WORK TO BE COMPLETED ▸
Repeat the records below line by line, exactly, finishing on the line that contains "use std::ptr;".

Stored data entries
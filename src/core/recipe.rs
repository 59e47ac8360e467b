//! Purpose: Enumerate the recipes a module exposes and bind to one by name.
//! Exports: `Recipe`, `RecipeSummary`, `find_plugin`, `list_plugins`.
//! Role: Plugin registry walker sitting between the library handle and the harness.
//! Invariants: A returned `Recipe` has already run its own initializer.
//! Invariants: First exact, case-sensitive name match in enumeration order wins.
//! Invariants: Dropping a `Recipe` deinitializes the plugin and deletes its plugin list.

use std::ptr;

use serde::Serialize;

use crate::core::cpl::sys::{CplPlugin, CplPluginList, CplRecipe};
use crate::core::cpl::{CplSymbols, borrowed_string};
use crate::core::error::{Error, ErrorKind};
use crate::core::frames::{FrameConfig, read_frame_config};
use crate::core::library::LibraryHandle;
use crate::core::params::{ParameterDescriptor, read_parameters};

/// Identity of one recipe as shown in listings.
#[derive(Clone, Debug, Eq, PartialEq, Serialize)]
pub struct RecipeSummary {
    pub name: String,
    pub version: u64,
    pub version_string: String,
    pub synopsis: String,
}

/// A recipe bound to its library handle and initialized for execution.
pub struct Recipe {
    handle: LibraryHandle,
    list: *mut CplPluginList,
    plugin: *mut CplPlugin,
    frame_config: Option<Vec<FrameConfig>>,
}

// SAFETY: the plugin and its list are only touched through `&self`/`&mut self`, and
// the runtime objects they point at are not tied to the creating thread.
unsafe impl Send for Recipe {}

/// Owns a populated plugin list until it is handed to a `Recipe` or dropped.
struct PluginList<'a> {
    symbols: &'a CplSymbols,
    list: *mut CplPluginList,
}

impl<'a> PluginList<'a> {
    fn populate(handle: &'a LibraryHandle) -> Result<Self, Error> {
        let get_info = handle.plugin_get_info().ok_or_else(|| {
            Error::new(ErrorKind::RecipeNotFound)
                .with_message("module does not export cpl_plugin_get_info")
                .with_path(handle.label())
        })?;
        let symbols = handle.symbols();
        // SAFETY: a fresh list from the runtime is filled by the module's own entry point.
        let list = unsafe {
            let list = (symbols.pluginlist_new)();
            get_info(list);
            list
        };
        Ok(Self { symbols, list })
    }

    fn plugins(&self) -> Vec<*mut CplPlugin> {
        let mut out = Vec::new();
        // SAFETY: the list is live for the lifetime of `self`.
        unsafe {
            let mut plugin = (self.symbols.pluginlist_get_first)(self.list);
            while !plugin.is_null() {
                out.push(plugin);
                plugin = (self.symbols.pluginlist_get_next)(self.list);
            }
        }
        out
    }

    fn into_raw(self) -> *mut CplPluginList {
        let list = self.list;
        std::mem::forget(self);
        list
    }
}

impl Drop for PluginList<'_> {
    fn drop(&mut self) {
        // SAFETY: the list was created by `pluginlist_new` and is released once.
        unsafe { (self.symbols.pluginlist_delete)(self.list) };
    }
}

/// # Safety
/// `plugin` must be a live plugin from a list populated through `symbols`.
unsafe fn plugin_name(symbols: &CplSymbols, plugin: *const CplPlugin) -> Option<String> {
    // SAFETY: plugin is live per the caller contract.
    unsafe { borrowed_string((symbols.plugin_get_name)(plugin)) }
}

/// # Safety
/// `plugin` must be a live plugin from a list populated through `symbols`.
unsafe fn run_plugin_hook(
    getter: crate::core::cpl::sys::PluginFuncGetter,
    plugin: *mut CplPlugin,
) -> Option<i32> {
    // SAFETY: plugin is live per the caller contract.
    unsafe { getter(plugin).map(|hook| hook(plugin)) }
}

/// Binds to the first recipe named `name` and runs its initializer.
pub fn find_plugin(handle: &LibraryHandle, name: &str) -> Result<Recipe, Error> {
    let symbols = handle.symbols();
    let list = PluginList::populate(handle)?;
    let plugin = list
        .plugins()
        .into_iter()
        // SAFETY: every candidate comes from the live list.
        .find(|plugin| unsafe { plugin_name(symbols, *plugin) }.as_deref() == Some(name))
        .ok_or_else(|| {
            Error::new(ErrorKind::RecipeNotFound)
                .with_message(format!("recipe '{name}' not found"))
                .with_path(handle.label())
        })?;

    // SAFETY: the plugin belongs to the live list.
    let status = unsafe { run_plugin_hook(symbols.plugin_get_init, plugin) };
    if let Some(code) = status.filter(|code| *code != 0) {
        return Err(Error::new(ErrorKind::Initialization)
            .with_message(format!("recipe '{name}' initializer returned {code}")));
    }

    let mut recipe = Recipe {
        handle: handle.clone(),
        list: list.into_raw(),
        plugin,
        frame_config: None,
    };
    recipe.frame_config = recipe.load_frame_config()?;
    tracing::debug!(recipe = %name, module = %handle.label(), "bound recipe");
    Ok(recipe)
}

/// Lists every recipe a module exposes, initializing each only long enough to read it.
pub fn list_plugins(handle: &LibraryHandle) -> Result<Vec<RecipeSummary>, Error> {
    let symbols = handle.symbols();
    let list = PluginList::populate(handle)?;
    let mut out = Vec::new();
    for plugin in list.plugins() {
        // SAFETY: the plugin belongs to the live list; init and deinit are paired.
        unsafe {
            run_plugin_hook(symbols.plugin_get_init, plugin);
            out.push(summary(symbols, plugin));
            run_plugin_hook(symbols.plugin_get_deinit, plugin);
        }
    }
    Ok(out)
}

/// # Safety
/// `plugin` must be a live plugin from a list populated through `symbols`.
unsafe fn summary(symbols: &CplSymbols, plugin: *mut CplPlugin) -> RecipeSummary {
    // SAFETY: plugin is live per the caller contract.
    unsafe {
        RecipeSummary {
            name: plugin_name(symbols, plugin).unwrap_or_default(),
            version: (symbols.plugin_get_version)(plugin).into(),
            version_string: owned_version_string(symbols, plugin),
            synopsis: borrowed_string((symbols.plugin_get_synopsis)(plugin)).unwrap_or_default(),
        }
    }
}

/// # Safety
/// `plugin` must be a live plugin from a list populated through `symbols`.
unsafe fn owned_version_string(symbols: &CplSymbols, plugin: *mut CplPlugin) -> String {
    // SAFETY: the returned string is owned by the caller and released with `cpl_free`.
    unsafe {
        let raw = (symbols.plugin_get_version_string)(plugin);
        let text = borrowed_string(raw).unwrap_or_default();
        if !raw.is_null() {
            (symbols.free)(raw.cast());
        }
        text
    }
}

impl LibraryHandle {
    pub fn find_plugin(&self, name: &str) -> Result<Recipe, Error> {
        find_plugin(self, name)
    }

    pub fn list_plugins(&self) -> Result<Vec<RecipeSummary>, Error> {
        list_plugins(self)
    }
}

impl Recipe {
    fn text(&self, getter: crate::core::cpl::sys::PluginStrFn) -> Option<String> {
        // SAFETY: the plugin stays live until `self` is dropped.
        unsafe { borrowed_string(getter(self.plugin)) }
    }

    pub fn library(&self) -> &LibraryHandle {
        &self.handle
    }

    pub fn name(&self) -> String {
        self.text(self.handle.symbols().plugin_get_name)
            .unwrap_or_default()
    }

    pub fn synopsis(&self) -> Option<String> {
        self.text(self.handle.symbols().plugin_get_synopsis)
    }

    pub fn description(&self) -> Option<String> {
        self.text(self.handle.symbols().plugin_get_description)
    }

    pub fn author(&self) -> Option<String> {
        self.text(self.handle.symbols().plugin_get_author)
    }

    pub fn email(&self) -> Option<String> {
        self.text(self.handle.symbols().plugin_get_email)
    }

    pub fn copyright(&self) -> Option<String> {
        self.text(self.handle.symbols().plugin_get_copyright)
    }

    pub fn version(&self) -> u64 {
        // SAFETY: the plugin stays live until `self` is dropped.
        unsafe { (self.handle.symbols().plugin_get_version)(self.plugin) }.into()
    }

    pub fn version_string(&self) -> String {
        // SAFETY: the plugin stays live until `self` is dropped.
        unsafe { owned_version_string(self.handle.symbols(), self.plugin) }
    }

    pub fn summary(&self) -> RecipeSummary {
        // SAFETY: the plugin stays live until `self` is dropped.
        unsafe { summary(self.handle.symbols(), self.plugin) }
    }

    /// Snapshot of the recipe's current parameter schema.
    pub fn parameters(&self) -> Vec<ParameterDescriptor> {
        // SAFETY: the parameter list belongs to the initialized plugin.
        unsafe {
            read_parameters(
                self.handle.symbols(),
                self.handle.type_tags(),
                (*self.recipe_ptr()).parameters,
            )
        }
    }

    /// Declared frame configuration, or `None` when the module has no configuration hook.
    pub fn frame_config(&self) -> Option<&[FrameConfig]> {
        self.frame_config.as_deref()
    }

    pub(crate) fn recipe_ptr(&self) -> *mut CplRecipe {
        self.plugin.cast::<CplRecipe>()
    }

    pub(crate) fn plugin_ptr(&self) -> *mut CplPlugin {
        self.plugin
    }

    pub(crate) fn list_ptr(&self) -> *mut CplPluginList {
        self.list
    }

    fn load_frame_config(&self) -> Result<Option<Vec<FrameConfig>>, Error> {
        let symbols = self.handle.symbols();
        let Some(hook) = symbols.get_recipeconfig else {
            return Ok(None);
        };
        // SAFETY: the hook receives the initialized recipe it was declared for.
        let config = unsafe { hook(self.recipe_ptr()) };
        if config.is_null() {
            return Ok(None);
        }
        // SAFETY: config was just produced by the module's hook and is not freed by us.
        unsafe { read_frame_config(symbols, config) }
            .map(Some)
            .map_err(|err| err.with_path(self.handle.label()))
    }
}

impl Drop for Recipe {
    fn drop(&mut self) {
        if self.plugin.is_null() {
            return;
        }
        let symbols = self.handle.symbols();
        // SAFETY: the plugin was initialized in `find_plugin` and is torn down exactly once.
        unsafe {
            let recipe = self.recipe_ptr();
            (symbols.frameset_delete)((*recipe).frames);
            (*recipe).frames = ptr::null_mut();
            run_plugin_hook(symbols.plugin_get_deinit, self.plugin);
            (symbols.pluginlist_delete)(self.list);
        }
        self.plugin = ptr::null_mut();
        self.list = ptr::null_mut();
    }
}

RESULT OF THIS TASK ▸
filename src/core/recipe.rs
repository 59e47ac8360e467b
//! Purpose: Enumerate the recipes a module exposes and bind to one by name.
//! Exports: `Recipe`, `RecipeSummary`, `find_plugin`, `list_plugins`.
//! Role: Plugin registry walker sitting between the library handle and the harness.
//! Invariants: A returned `Recipe` has already run its own initializer.
//! Invariants: First exact, case-sensitive name match in enumeration order wins.
//! Invariants: Dropping a `Recipe` deinitializes the plugin and deletes its plugin list.

use std::ptr;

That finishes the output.